I bit my lip a lot in 1996. In '95 Apple had earned over 400 million dollars, but instead of making money in 1996 they lost it - over 800 million dollars.
Then things got really bad. In 1997 Apple lost over 1 billion dollars, over 700 million of that in the third quarter alone. Worse than the fiscal loss (debatably), was the resulting widespread loss of confidence in Apple and the viability of the Macintosh platform. Suddenly the idea of Apple going out of business wasn't that ludicrous. In business, the perception that a company is going to fail can be fatal in itself.
Things are getting better though. Last month, Apple finished up their 1998 fiscal year and I noticed something different: my lip didn't hurt. Apple earned about 50 million dollars in each of the first two quarters and over $100 million each in the last two quarters. With over 300 million dollars of profit in 1998 Apple seems to be getting back on track.
Which of course puts us right back to where we were in 1995 (less two years and 1.8 billion dollars) Or does it?
Have you ever gone to sleep during a rain storm, and then woke up when it stopped? You can get so used to hearing a noise that you don't notice it anymore. But when the noise stops the silence is startling. There's a startling silence out there now. I'm having a hard time finding someone still predicting the end of the Macintosh. That silence speaks volumes.
People didn't start predicting the end of the Macintosh in '96 or '97 (they've been doing it since 1984). What happened last year was people started listening to the predictions (and with good reason, a $1.8 billion loss is a damn good argument and Rhapsody wasn't the most compelling response to it). This year it's less significant that folks have stopped listening to the doom-sayers, than that the doom-sayers don't seem to have much to say.
"Macs are slow," they used to tell me. I had one friend who for years insisted that a Macintosh could never offer the same performance as a DOS machine (yes, DOS). I haven't stayed in touch with him over the years, but when the G3 was introduced, I made a point of looking him up. About a week after I received my G3 PowerBook, I said hi again. When the iMac came out, he got in touch with me "I figured you'd be calling." I don't hear anyone complaining about the speed of Macintosh these days (except maybe that guy in the pastel bunny suit). When Apple silenced the critics by introducing the G3, they also made a $50 billion profit.
"Macintosh is too expensive." Have you heard that one before? Have you heard it recently? When Apple introduced a $1,299 computer that was faster than the best Intel machine on the market, the silence grew a little more - and we still haven't seen what Jobs has in mind for the consumer portable Macintosh. Apple sold over 278,000 iMacs in this last quarter alone - averaging out to five iMacs every minute of that quarter. Perhaps most significantly, over 40% of those iMac sales were to folks who've never owned a Macintosh before. When Apple dealt with this issue, they made a $100 million.

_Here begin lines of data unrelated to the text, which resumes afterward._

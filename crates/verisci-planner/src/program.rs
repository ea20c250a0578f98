//! Research program definition and its YAML form.
//!
//! Example:
//! ```yaml
//! topic: "Robust policy improvement for offline RL"
//! seed: 42
//! model: gpt-oss-120b-f16
//! ```
//! `seed` and `model` are optional and fall back to the caller's config.

use serde::{Deserialize, Serialize};

use verisci_core::config::ScientistConfig;
use verisci_core::hash::{hash_str, Hash256};

use crate::error::{PlanError, Result};

/// Candidate hypotheses generated in ideation.
pub const NUM_HYPOTHESES: usize = 3;

/// The research program, fixed for the lifetime of a run.
#[derive(Debug, Clone, PartialEq, Eq, Serialize, Deserialize)]
pub struct ResearchProgram {
    pub topic: String,
    pub seed: u64,
    pub model: String,
}

impl ResearchProgram {
    pub fn new(topic: impl Into<String>, seed: u64, model: impl Into<String>) -> Self {
        Self {
            topic: topic.into(),
            seed,
            model: model.into(),
        }
    }

    /// Program with the config's default seed and model.
    pub fn from_config(topic: impl Into<String>, cfg: &ScientistConfig) -> Self {
        Self::new(topic, cfg.seed, cfg.model.clone())
    }

    /// Digest of the topic, recorded in the run manifest.
    pub fn program_hash(&self) -> Hash256 {
        hash_str(&self.topic)
    }

    pub fn validate(&self) -> Result<()> {
        if self.topic.trim().is_empty() {
            return Err(PlanError::Invalid("topic must not be empty".into()));
        }
        if self.model.trim().is_empty() {
            return Err(PlanError::Invalid("model must not be empty".into()));
        }
        Ok(())
    }
}

#[derive(Debug, Clone, Serialize, Deserialize)]
#[serde(deny_unknown_fields)]
struct ProgramDoc {
    topic: String,
    #[serde(default)]
    seed: Option<u64>,
    #[serde(default)]
    model: Option<String>,
}

/// Parse a YAML program, filling gaps from `cfg`.
pub fn parse_yaml_program(src: &str, cfg: &ScientistConfig) -> Result<ResearchProgram> {
    let doc: ProgramDoc = serde_yaml::from_str(src)?;
    let program = ResearchProgram {
        topic: doc.topic.trim().to_string(),
        seed: doc.seed.unwrap_or(cfg.seed),
        model: doc.model.unwrap_or_else(|| cfg.model.clone()),
    };
    program.validate()?;
    Ok(program)
}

"Mac OS is unstable." This one I do still hear, but I don't expect to hear it much longer. Apple has turned out three solid, compelling, system upgrades in roughly six month increments, and seems to have defined a clear, rational, and achievable plan for the next year. A plan that includes protected memory (without rebuilding your apps from scratch). My guess is Apple will profit quite nicely from the silence following Mac OS X.
That leaves: "There's no software for the Macintosh." Apple announced over a 1,000 new and upgraded Macintosh products since the iMac was introduced, and more are on the way - a good start on the problem.
Apple has made a remarkable turn around since July of '97, and I applaude them for that. Part of their success has resulted from listening to their customers, and offering them compelling and timely products. Part of their success has resulted from listening to their accountants, from streamlining their distribution system and reducing their operating expenses. But the next step requires listening to developers and empowering them to make the software a revitalized Macintosh platform needs to grow and stay healthy. Personally, I think Apple is learning this lesson too. Cross your fingers folks, 1999 could be an amazing year for Apple, for Macintosh, and for Macintosh developers.